I was concerned about the lack of a touchpad, but it appears that the touchpoint device is a lot better than it was on the Thinkpads I used a few years back. I miss a touchpad, but not very much, and far less than I thought I would.
Of course, one of the first things I did with it was to wipe off Windows 7 and install Debian. Now a word about Debian. I rarely do fresh installs. I normally tar up my machine and move it over to new hardware when needed, and upgrade the software over time. However, I wanted to make this a 64-bit install and had no suitable image to move over. I decided to try the default Gnome install in squeeze since I hadn’t tried Gnome in awhile and was about due to give it a shot.
I was very impressed. Squeeze will make an awesome desktop OS. Everything worked perfectly out of the box. It suspended and resumed. X came up in full resolution without me having to do anything. Ethernet worked, and I was helpfully invited to supply the non-free firmware for the wifi on a USB stick during install time. Hardware brightness and volume keys work. The docking station is fully compatible with Linux. Sound works. The hardware “lock screen” key even works. Bluetooth works out of the box. It is a well-integrated, extremely fast, and smooth setup.
Cups is installed out of the box by default, and accepts network printer broadcasts by default too. So I snapped in an Ethernet cable, and when I went to print a few minutes later, I just could. It didn’t even strike me as special until later. Yes, that’s right — I plugged it into the network and, with absolutely zero action on my part, could print to all the printers at work or at home.
The update-manager that Gnome uses by default (I wonder if Debian’s KDE installs yet use one? I have never seen one in KDE) is a wonderful work of simplicity compared to Windows 7’s madness. You click the update icon, click the button to start updating, and 30 seconds later get a message that 45 updates have been installed. With no ominous “reboot now” message. This is no surprise to me as a long-time Debian developer, but I just wanted to highlight it here. I think I should file a wishlist bug on update-manager asking them to improve the wording in the box to say “There is no need to reboot your computer” :-)

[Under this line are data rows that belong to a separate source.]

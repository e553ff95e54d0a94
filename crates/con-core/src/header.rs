//! The array header grammar (spec §4.4, §4.6): `[key]«[[#]N[delim-hint]]»[{f1«delim»f2…}]:`.
//! Shared by the emitter (building a header string) and the parser (recognizing and
//! decomposing one).

use crate::lexical::{find_closing_quote, find_unquoted, split_unquoted, unquote_token, Delimiter};

/// A decoded array header, plus any inline tail text found after its colon.
#[derive(Debug, Clone)]
pub struct ArrayHeader {
    pub key: Option<String>,
    pub count: usize,
    pub delimiter: Delimiter,
    pub fields: Option<Vec<String>>,
    pub has_count_marker: bool,
}

#[derive(Debug, Clone)]
pub struct HeaderParse {
    pub header: ArrayHeader,
    pub inline_tail: Option<String>,
}

/// Build the header line text (without key) for an array of `count` elements.
/// `has_count_marker` is always `false` along the core's own emit path (spec §4.4:
/// "fixed `false` in the core default"); it is threaded through so a hand-built
/// header can still express the `#N` form if a caller wants to.
pub fn format_header(
    key: Option<&str>,
    count: usize,
    delimiter: Delimiter,
    fields: Option<&[String]>,
    has_count_marker: bool,
) -> String {
    let mut s = String::new();
    if let Some(k) = key {
        s.push_str(&crate::emitter::encode_key(k));
    }
    s.push('[');
    if has_count_marker {
        s.push('#');
    }
    s.push_str(&count.to_string());
    if let Some(hint) = delimiter.hint() {
        s.push(hint);
    }
    s.push(']');
    if let Some(fields) = fields {
        s.push('{');
        for (i, f) in fields.iter().enumerate() {
            if i > 0 {
                s.push(delimiter.as_char());
            }
            s.push_str(&crate::emitter::encode_key(f));
        }
        s.push('}');
    }
    s.push(':');
    s
}

/// Recognize and decompose an array header from a line's content. A quoted key
/// is only a header's key if a `[` immediately follows its closing quote;
/// otherwise the leading `"` belongs to an ordinary quoted-key key-value line.
pub fn parse_array_header(content: &str) -> Option<HeaderParse> {
    let (key_part, bracket_start) = if content.starts_with('"') {
        let end = find_closing_quote(content, 1)?;
        if !content[end + 1..].starts_with('[') {
            return None;
        }
        (&content[..=end], end + 1)
    } else {
        let bracket_start = content.find('[')?;
        (content[..bracket_start].trim(), bracket_start)
    };
    let key = if key_part.is_empty() {
        None
    } else {
        Some(unquote_token(key_part, 0).ok()?)
    };
    let rest = &content[bracket_start..];
    let (count, has_count_marker, delimiter, fields, inline_tail) = parse_bracket_tail(rest)?;
    Some(HeaderParse {
        header: ArrayHeader {
            key,
            count,
            delimiter,
            fields,
            has_count_marker,
        },
        inline_tail,
    })
}

/// Parse from the opening `[` through the terminating `:` (and any inline tail).
/// Used directly by the object/list-item decoders once a key has already been
/// extracted from the line.
pub fn parse_bracket_tail(
    rest: &str,
) -> Option<(usize, bool, Delimiter, Option<Vec<String>>, Option<String>)> {
    if !rest.starts_with('[') {
        return None;
    }
    let bracket_end = rest.find(']')?;
    let inside = &rest[1..bracket_end];
    let (count, has_marker, delimiter) = parse_bracket_interior(inside)?;
    let mut tail = &rest[bracket_end + 1..];

    let mut fields = None;
    if tail.starts_with('{') {
        let brace_end = tail.find('}')?;
        fields = Some(split_and_parse_fields(&tail[1..brace_end], delimiter)?);
        tail = &tail[brace_end + 1..];
    }

    if !tail.starts_with(':') {
        return None;
    }
    let after_colon = &tail[1..];
    let inline_tail = if after_colon.is_empty() {
        None
    } else if let Some(stripped) = after_colon.strip_prefix(' ') {
        Some(stripped.to_string())
    } else {
        Some(after_colon.to_string())
    };

    Some((count, has_marker, delimiter, fields, inline_tail))
}

/// Parse the content between `[` and `]`: optional leading `#`, optional trailing
/// `\t`/`|` delimiter hint, remainder a non-negative decimal integer.
fn parse_bracket_interior(inside: &str) -> Option<(usize, bool, Delimiter)> {
    let mut s = inside;
    let has_marker = s.starts_with('#');
    if has_marker {
        s = &s[1..];
    }
    let mut delimiter = Delimiter::Comma;
    if let Some(last) = s.chars().last() {
        if let Some(d) = Delimiter::from_hint(last) {
            delimiter = d;
            s = &s[..s.len() - last.len_utf8()];
        }
    }
    if s.is_empty() || !s.bytes().all(|b| b.is_ascii_digit()) {
        return None;
    }
    let count: usize = s.parse().ok()?;
    Some((count, has_marker, delimiter))
}

fn split_and_parse_fields(s: &str, delimiter: Delimiter) -> Option<Vec<String>> {
    if s.is_empty() {
        return Some(Vec::new());
    }
    split_unquoted(s, delimiter.as_char() as u8)
        .into_iter()
        .map(|part| unquote_token(part.trim(), 0).ok())
        .collect()
}

/// True if `content` (at a given delimiter) reads as a tabular data row rather than
/// a stray key-value line sharing its depth: no `:` at all, or the first unquoted
/// delimiter occurs before the first unquoted `:` (spec §4.7).
pub fn looks_like_data_row(content: &str, delimiter: Delimiter) -> bool {
    match find_unquoted(content, b':', 0) {
        None => true,
        Some(colon_pos) => match find_unquoted(content, delimiter.as_char() as u8, 0) {
            Some(delim_pos) => delim_pos < colon_pos,
            None => false,
        },
    }
}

I still have my gripes about Gnome. It only lets me choose some pre-defined settings for screensaver timeouts, for instance. I still feel that KDE gives me more control. But Gnome seems to be better integrated with the entire system, faster, and less buggy. This difference is especially acute at login time. This laptop logs me in far faster than my Core 2 Quad machine at home running KDE (from sid) does.
So, of course, my next task is to integrate xmonad with Gnome. Should be fun.
Now, a final word on why I wrote this. None of these components have been a surprise really to me (aside from the completeness of the hardware support for this laptop). But what I want to bust is the myth that somehow Debian is difficult to use on the desktop. It isn’t. This setup was easier by far than the Windows 7 install I did on a different machine recently. Although it has less eye candy than Windows 7, it exudes solidity, performance, power, and yes, ease of use in every way.